*** RAW DATA
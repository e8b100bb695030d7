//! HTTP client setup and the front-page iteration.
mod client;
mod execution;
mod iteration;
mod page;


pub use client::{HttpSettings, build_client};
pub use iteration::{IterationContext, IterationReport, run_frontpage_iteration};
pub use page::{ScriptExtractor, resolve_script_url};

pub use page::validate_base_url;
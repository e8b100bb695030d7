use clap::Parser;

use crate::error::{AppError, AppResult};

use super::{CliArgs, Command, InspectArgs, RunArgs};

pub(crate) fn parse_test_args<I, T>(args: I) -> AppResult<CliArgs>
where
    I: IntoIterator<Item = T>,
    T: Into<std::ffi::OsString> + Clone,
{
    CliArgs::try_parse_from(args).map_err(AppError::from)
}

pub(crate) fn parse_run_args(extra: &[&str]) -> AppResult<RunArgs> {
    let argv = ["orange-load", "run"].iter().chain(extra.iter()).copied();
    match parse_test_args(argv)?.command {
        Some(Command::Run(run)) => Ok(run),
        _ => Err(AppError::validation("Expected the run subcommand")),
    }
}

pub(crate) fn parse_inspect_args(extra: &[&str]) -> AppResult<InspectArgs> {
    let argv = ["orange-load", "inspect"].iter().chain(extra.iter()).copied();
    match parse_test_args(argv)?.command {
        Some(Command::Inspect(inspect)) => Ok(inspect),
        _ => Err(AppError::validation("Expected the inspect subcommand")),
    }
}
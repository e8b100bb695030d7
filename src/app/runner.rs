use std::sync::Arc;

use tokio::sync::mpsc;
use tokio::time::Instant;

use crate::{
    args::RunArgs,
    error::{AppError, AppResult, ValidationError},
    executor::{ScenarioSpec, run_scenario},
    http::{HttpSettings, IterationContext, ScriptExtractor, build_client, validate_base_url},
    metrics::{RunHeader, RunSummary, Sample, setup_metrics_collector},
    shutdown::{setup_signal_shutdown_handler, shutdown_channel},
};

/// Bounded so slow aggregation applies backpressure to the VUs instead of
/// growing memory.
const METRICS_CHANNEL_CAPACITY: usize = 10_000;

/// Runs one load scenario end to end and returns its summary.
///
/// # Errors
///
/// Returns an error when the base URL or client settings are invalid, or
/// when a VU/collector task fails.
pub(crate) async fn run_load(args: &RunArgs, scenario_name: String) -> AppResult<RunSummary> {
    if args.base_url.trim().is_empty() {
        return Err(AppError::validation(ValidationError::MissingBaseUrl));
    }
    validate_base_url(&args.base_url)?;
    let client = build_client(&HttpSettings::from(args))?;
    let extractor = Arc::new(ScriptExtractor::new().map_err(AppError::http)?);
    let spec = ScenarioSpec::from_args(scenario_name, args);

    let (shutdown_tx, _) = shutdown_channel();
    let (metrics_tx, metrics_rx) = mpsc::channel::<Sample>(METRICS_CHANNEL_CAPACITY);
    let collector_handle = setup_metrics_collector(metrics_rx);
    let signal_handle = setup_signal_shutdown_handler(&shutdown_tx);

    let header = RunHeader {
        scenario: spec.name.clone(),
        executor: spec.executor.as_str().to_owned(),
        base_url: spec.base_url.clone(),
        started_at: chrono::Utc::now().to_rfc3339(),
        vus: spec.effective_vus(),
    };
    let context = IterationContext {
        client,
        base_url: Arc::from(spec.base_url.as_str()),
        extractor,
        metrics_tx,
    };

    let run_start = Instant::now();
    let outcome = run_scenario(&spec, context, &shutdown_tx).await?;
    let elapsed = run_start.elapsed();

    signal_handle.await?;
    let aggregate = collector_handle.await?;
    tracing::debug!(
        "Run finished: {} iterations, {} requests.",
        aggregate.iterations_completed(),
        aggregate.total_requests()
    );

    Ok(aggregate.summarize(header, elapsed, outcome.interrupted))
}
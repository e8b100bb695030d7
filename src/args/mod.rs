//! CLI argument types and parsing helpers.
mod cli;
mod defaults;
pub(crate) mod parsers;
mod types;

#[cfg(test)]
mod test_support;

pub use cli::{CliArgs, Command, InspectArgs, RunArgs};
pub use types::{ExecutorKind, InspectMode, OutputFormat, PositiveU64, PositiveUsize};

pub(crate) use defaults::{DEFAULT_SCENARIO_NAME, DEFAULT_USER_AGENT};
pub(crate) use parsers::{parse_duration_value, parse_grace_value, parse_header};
******
EXERCISE DESCRIPTION → Only lines holding the word "chain" belong in the answer; copy all of them from the records.

OUTPUT OF THE EXERCISE →
    let argv = ["orange-load", "run"].iter().chain(extra.iter()).copied();
    let argv = ["orange-load", "inspect"].iter().chain(extra.iter()).copied();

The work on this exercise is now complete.